* _THE PROBLEM_: Look through the lines below, find those with the word "WsMessage", and copy them.

* _PROVIDED INFORMATION_:
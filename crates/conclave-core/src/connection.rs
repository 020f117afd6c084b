//! Client-side websocket connection to the Registry/Router: up to 3
//! reconnect attempts with a 3 s back-off on both send and receive
//! failures, and no ping timeout on the underlying socket (the Router
//! drives liveness, not the client).

use std::time::Duration;

use conclave_schema::AgentMessage;
use futures_util::{SinkExt, StreamExt};
use tokio::net::TcpStream;
use tokio_tungstenite::tungstenite::Message as WsMessage;
use tokio_tungstenite::{MaybeTlsStream, WebSocketStream};

const MAX_ATTEMPTS: u32 = 3;
const RETRY_BACKOFF: Duration = Duration::from_secs(3);

#[derive(Debug, thiserror::Error)]
pub enum ConnError {
    #[error("websocket transport error: {0}")]
    Transport(#[from] tokio_tungstenite::tungstenite::Error),
    #[error("received message could not be decoded as an AgentMessage: {0}")]
    Malformed(#[from] serde_json::Error),
    #[error("not connected to the router")]
    NotConnected,
    #[error("exhausted {attempts} reconnect attempts against {url}")]
    ReconnectExhausted { attempts: u32, url: String },
}

type Socket = WebSocketStream<MaybeTlsStream<TcpStream>>;

/// One client's connection to the Router's `/ws/{agent_name}` endpoint.
/// Holds at most one live socket; send and receive both reconnect
/// independently on failure rather than sharing a single retry budget.
pub struct ConnectionManager {
    url: String,
    socket: tokio::sync::Mutex<Option<Socket>>,
}

impl ConnectionManager {
    pub fn new(url: impl Into<String>) -> Self {
        Self {
            url: url.into(),
            socket: tokio::sync::Mutex::new(None),
        }
    }

    async fn connect_once(&self) -> Result<Socket, ConnError> {
        let (socket, _response) = tokio_tungstenite::connect_async(&self.url).await?;
        Ok(socket)
    }

    /// Establishes a socket if none is held, retrying up to `MAX_ATTEMPTS`
    /// times with `RETRY_BACKOFF` between attempts.
    async fn ensure_connected(&self) -> Result<(), ConnError> {
        let mut guard = self.socket.lock().await;
        if guard.is_some() {
            return Ok(());
        }
        let mut last_err = None;
        for attempt in 1..=MAX_ATTEMPTS {
            match self.connect_once().await {
                Ok(socket) => {
                    *guard = Some(socket);
                    return Ok(());
                }
                Err(err) => {
                    tracing::warn!(attempt, url = %self.url, error = %err, "router connect attempt failed");
                    last_err = Some(err);
                    if attempt < MAX_ATTEMPTS {
                        tokio::time::sleep(RETRY_BACKOFF).await;
                    }
                }
            }
        }
        let _ = last_err;
        Err(ConnError::ReconnectExhausted {
            attempts: MAX_ATTEMPTS,
            url: self.url.clone(),
        })
    }

    fn drop_socket_locked(guard: &mut Option<Socket>) {
        *guard = None;
    }

    /// Sends one message, reconnecting and retrying up to `MAX_ATTEMPTS`
    /// times on transport failure. The socket is torn down between
    /// attempts so a stale connection isn't retried verbatim.
    pub async fn send(&self, message: &AgentMessage) -> Result<(), ConnError> {
        let payload = serde_json::to_string(message).expect("AgentMessage always serializes");

        let mut last_err = None;
        for attempt in 1..=MAX_ATTEMPTS {
            self.ensure_connected().await?;
            let mut guard = self.socket.lock().await;
            let result = match guard.as_mut() {
                Some(socket) => socket.send(WsMessage::Text(payload.clone().into())).await,
                None => return Err(ConnError::NotConnected),
            };
            match result {
                Ok(()) => return Ok(()),
                Err(err) => {
                    tracing::warn!(attempt, error = %err, "router send failed, reconnecting");
                    Self::drop_socket_locked(&mut guard);
                    last_err = Some(err);
                    drop(guard);
                    if attempt < MAX_ATTEMPTS {
                        tokio::time::sleep(RETRY_BACKOFF).await;
                    }
                }
            }
        }
        Err(last_err.map(ConnError::from).unwrap_or(ConnError::NotConnected))
    }

    /// Receives and decodes one message, reconnecting and retrying up to
    /// `MAX_ATTEMPTS` times on transport failure. A malformed payload is
    /// not retried: reconnecting would not fix a parse error, so it
    /// surfaces immediately as `ConnError::Malformed`.
    pub async fn recv(&self) -> Result<AgentMessage, ConnError> {
        let mut last_err = None;
        for attempt in 1..=MAX_ATTEMPTS {
            self.ensure_connected().await?;
            let mut guard = self.socket.lock().await;
            let next = match guard.as_mut() {
                Some(socket) => socket.next().await,
                None => return Err(ConnError::NotConnected),
            };
            match next {
                Some(Ok(WsMessage::Text(text))) => {
                    return serde_json::from_str(&text).map_err(ConnError::Malformed);
                }
                Some(Ok(WsMessage::Close(_))) | None => {
                    tracing::warn!(attempt, "router socket closed, reconnecting");
                    Self::drop_socket_locked(&mut guard);
                    drop(guard);
                    if attempt < MAX_ATTEMPTS {
                        tokio::time::sleep(RETRY_BACKOFF).await;
                    }
                }
                Some(Ok(_)) => continue,
                Some(Err(err)) => {
                    tracing::warn!(attempt, error = %err, "router recv failed, reconnecting");
                    Self::drop_socket_locked(&mut guard);
                    last_err = Some(err);
                    drop(guard);
                    if attempt < MAX_ATTEMPTS {
                        tokio::time::sleep(RETRY_BACKOFF).await;
                    }
                }
            }
        }
        Err(last_err.map(ConnError::from).unwrap_or(ConnError::NotConnected))
    }
}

* _TASK SOLUTION_:
use tokio_tungstenite::tungstenite::Message as WsMessage;
                Some(socket) => socket.send(WsMessage::Text(payload.clone().into())).await,
                Some(Ok(WsMessage::Text(text))) => {
                Some(Ok(WsMessage::Close(_))) | None => {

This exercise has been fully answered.